"Protesters from New Orleans and Mississippi and a journalist from New York arrested during a protest against pipeline construction may continue their challenge of a Louisiana law carrying a possible five-year prison sentence for anyone convicted of trespassing in the area of a pipeline, a federal judge has ruled.
But landowners and environmental and community groups don’t have legal standing to sue the St. Martin Parish sheriff and district attorney over the law, Judge Robert Summerhays ruled.
Activists said they had landowners’ permission to protest on the land and have described the state law as part of a larger effort against environmental activism.

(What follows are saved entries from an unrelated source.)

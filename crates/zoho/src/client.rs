//! Zoho CRM REST client.

use std::time::Duration;

use pipeline_core::{async_trait, Crm, CrmLead, CrmUser, NewLead, SyncError, TokenCache};
use reqwest::multipart;
use reqwest::{RequestBuilder, Response, StatusCode};
use tokio::time::sleep;
use tracing::{debug, info, warn};

use crate::api_types::{DataEnvelope, MutationRecord, TokenResponse, UserPage};
use crate::config::ZohoConfig;

const TOKEN_ATTEMPTS: u32 = 3;
const TOKEN_RETRY_DELAY: Duration = Duration::from_secs(1);

const USERS_PER_PAGE: usize = 200;

/// The CRM caps note content at this many characters; longer content is
/// truncated with a trailing ellipsis before the request is sent.
const NOTE_MAX_CHARS: usize = 1000;

/// Client for the Zoho CRM API.
///
/// Access tokens are minted from the long-lived refresh token and cached
/// until their expiry buffer. Every record request gets one automatic
/// refresh-and-retry if the server answers 401.
#[derive(Debug)]
pub struct ZohoClient {
    http: reqwest::Client,
    config: ZohoConfig,
    token: TokenCache,
}

impl ZohoClient {
    pub fn new(config: ZohoConfig) -> Result<Self, SyncError> {
        let http = reqwest::Client::builder()
            .build()
            .map_err(|e| SyncError::Transient(format!("failed to build HTTP client: {e}")))?;

        Ok(Self {
            http,
            config,
            token: TokenCache::new(),
        })
    }

    /// A valid access token, refreshed through the OAuth refresh grant with
    /// bounded retries when the cache is empty.
    async fn ensure_token(&self) -> Result<String, SyncError> {
        if let Some(token) = self.token.current().await {
            return Ok(token);
        }

        let url = format!("{}/oauth/v2/token", self.config.accounts_url);
        let params = [
            ("grant_type", "refresh_token"),
            ("client_id", self.config.client_id.as_str()),
            ("client_secret", self.config.client_secret.as_str()),
            ("refresh_token", self.config.refresh_token.as_str()),
        ];

        let mut delay = TOKEN_RETRY_DELAY;
        for attempt in 1..=TOKEN_ATTEMPTS {
            match self.http.post(&url).form(&params).send().await {
                Ok(response) if response.status().is_success() => {
                    match response.json::<TokenResponse>().await {
                        Ok(TokenResponse {
                            access_token: Some(token),
                            expires_in,
                        }) => {
                            info!("obtained CRM access token");
                            self.token
                                .store(token.clone(), expires_in.unwrap_or(3600))
                                .await;
                            return Ok(token);
                        }
                        Ok(_) => warn!(attempt, "CRM token response carried no access token"),
                        Err(e) => warn!(attempt, error = %e, "malformed CRM token response"),
                    }
                }
                Ok(response) => {
                    warn!(attempt, status = %response.status(), "CRM token refresh rejected")
                }
                Err(e) => warn!(attempt, error = %e, "CRM token refresh request failed"),
            }

            if attempt < TOKEN_ATTEMPTS {
                sleep(delay).await;
                delay *= 2;
            }
        }

        Err(SyncError::Credential(format!(
            "CRM token refresh failed after {TOKEN_ATTEMPTS} attempts"
        )))
    }

    /// Send a request built by `build`, refreshing the token and retrying
    /// exactly once if the server answers 401.
    async fn send_authorized<F>(&self, build: F) -> Result<Response, SyncError>
    where
        F: Fn(&str) -> RequestBuilder,
    {
        let token = self.ensure_token().await?;
        let response = authorize(build(&token), &token)
            .send()
            .await
            .map_err(transient)?;
        if response.status() != StatusCode::UNAUTHORIZED {
            return Ok(response);
        }

        debug!("CRM rejected token, refreshing and retrying once");
        self.token.clear().await;
        let token = self.ensure_token().await?;
        let response = authorize(build(&token), &token)
            .send()
            .await
            .map_err(transient)?;
        if response.status() == StatusCode::UNAUTHORIZED {
            self.token.clear().await;
            return Err(SyncError::AuthExpired(
                "CRM rejected a freshly refreshed token".to_string(),
            ));
        }

        Ok(response)
    }
}

#[async_trait]
impl Crm for ZohoClient {
    async fn list_users(&self) -> Result<Vec<CrmUser>, SyncError> {
        let url = format!("{}/users", self.config.api_url);
        let mut users = Vec::new();
        let mut page = 1u32;

        loop {
            let response = self
                .send_authorized(|_| {
                    self.http.get(&url).query(&[
                        ("page", page.to_string()),
                        ("per_page", USERS_PER_PAGE.to_string()),
                    ])
                })
                .await?;

            if response.status() == StatusCode::NO_CONTENT {
                break;
            }
            let listing: UserPage = read_json(response).await?;
            let fetched = listing.users.len();
            users.extend(listing.users);

            // A short page is the last one.
            if fetched < USERS_PER_PAGE {
                break;
            }
            page += 1;
        }

        Ok(users)
    }

    async fn search_lead_by_phone(&self, phone: &str) -> Result<Option<CrmLead>, SyncError> {
        let url = format!("{}/Leads/search", self.config.api_url);
        let criteria = format!("Phone:equals:{phone}");
        let response = self
            .send_authorized(|_| self.http.get(&url).query(&[("criteria", criteria.as_str())]))
            .await?;

        if response.status() == StatusCode::NO_CONTENT {
            return Ok(None);
        }
        let envelope: DataEnvelope<CrmLead> = read_json(response).await?;
        Ok(envelope.data.into_iter().next())
    }

    async fn create_lead(&self, lead: &NewLead) -> Result<String, SyncError> {
        let url = format!("{}/Leads", self.config.api_url);
        let body = serde_json::json!({ "data": [lead] });

        let response = self
            .send_authorized(|_| self.http.post(&url).json(&body))
            .await?;
        let envelope: DataEnvelope<MutationRecord> = read_json(response).await?;

        envelope
            .data
            .into_iter()
            .next()
            .and_then(MutationRecord::record_id)
            .ok_or_else(|| SyncError::Data("lead create response carried no id".to_string()))
    }

    async fn update_lead_status(&self, lead_id: &str, status: &str) -> Result<(), SyncError> {
        let url = format!("{}/Leads", self.config.api_url);
        let body = serde_json::json!({
            "data": [{ "id": lead_id, "Lead_Status": status }]
        });

        let response = self
            .send_authorized(|_| self.http.put(&url).json(&body))
            .await?;
        expect_success(response).await?;
        Ok(())
    }

    async fn add_note(&self, lead_id: &str, title: &str, content: &str) -> Result<(), SyncError> {
        let url = format!("{}/Leads/{}/Notes", self.config.api_url, lead_id);
        let content = truncate_note(content);
        let body = serde_json::json!({
            "data": [{ "Note_Title": title, "Note_Content": content }]
        });

        let response = self
            .send_authorized(|_| self.http.post(&url).json(&body))
            .await?;
        expect_success(response).await?;
        Ok(())
    }

    async fn attach_file(
        &self,
        lead_id: &str,
        filename: &str,
        content_type: &str,
        bytes: Vec<u8>,
    ) -> Result<(), SyncError> {
        let url = format!("{}/Leads/{}/Attachments", self.config.api_url, lead_id);

        // The multipart form is consumed by each send, so the body is rebuilt
        // from the owned bytes for the one retry after a token refresh.
        let mut refreshed = false;
        loop {
            let token = self.ensure_token().await?;
            let part = multipart::Part::bytes(bytes.clone())
                .file_name(filename.to_string())
                .mime_str(content_type)
                .map_err(|e| SyncError::Data(format!("invalid attachment content type: {e}")))?;
            let request = self
                .http
                .post(&url)
                .multipart(multipart::Form::new().part("file", part));
            let response = authorize(request, &token).send().await.map_err(transient)?;

            if response.status() == StatusCode::UNAUTHORIZED {
                self.token.clear().await;
                if refreshed {
                    return Err(SyncError::AuthExpired(
                        "CRM rejected a freshly refreshed token on attachment upload".to_string(),
                    ));
                }
                debug!("CRM rejected token on attachment upload, refreshing and retrying once");
                refreshed = true;
                continue;
            }
            expect_success(response).await?;
            return Ok(());
        }
    }
}

fn authorize(request: RequestBuilder, token: &str) -> RequestBuilder {
    request.header("Authorization", format!("Zoho-oauthtoken {token}"))
}

fn transient(e: reqwest::Error) -> SyncError {
    SyncError::Transient(e.to_string())
}

async fn expect_success(response: Response) -> Result<Response, SyncError> {
    let status = response.status();
    if status.is_success() {
        return Ok(response);
    }
    let body = response.text().await.unwrap_or_default();
    Err(SyncError::Transient(format!(
        "CRM request failed: {status} {body}"
    )))
}

async fn read_json<T: serde::de::DeserializeOwned>(response: Response) -> Result<T, SyncError> {
    expect_success(response)
        .await?
        .json()
        .await
        .map_err(|e| SyncError::Data(format!("malformed CRM payload: {e}")))
}

/// Clip note content to the CRM's character limit, marking the cut.
fn truncate_note(content: &str) -> String {
    if content.chars().count() <= NOTE_MAX_CHARS {
        return content.to_string();
    }
    let mut clipped: String = content.chars().take(NOTE_MAX_CHARS - 3).collect();
    clipped.push_str("...");
    clipped
}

The law approved in 2018 added pipelines to the list of items considered “critical infrastructure” in Louisiana and changed trespassing on such property from a misdemeanor to a felony. It was passed during protests over construction of the 162-mile (260-kilometer) Bayou Bridge oil pipeline, which was completed the following year. ...
White Hat, Ramon Mejia, of Biloxi, Mississippi, and freelance journalist Karen Savage of New York were arrested on land fractionally owned by three people who unsuccessfully challenged a state law letting pipeline companies expropriate land but won $10,000 each from Bayou Bridge Pipeline LLC."
Janet McConnaughey reports for the Associated Press May 7, 2021.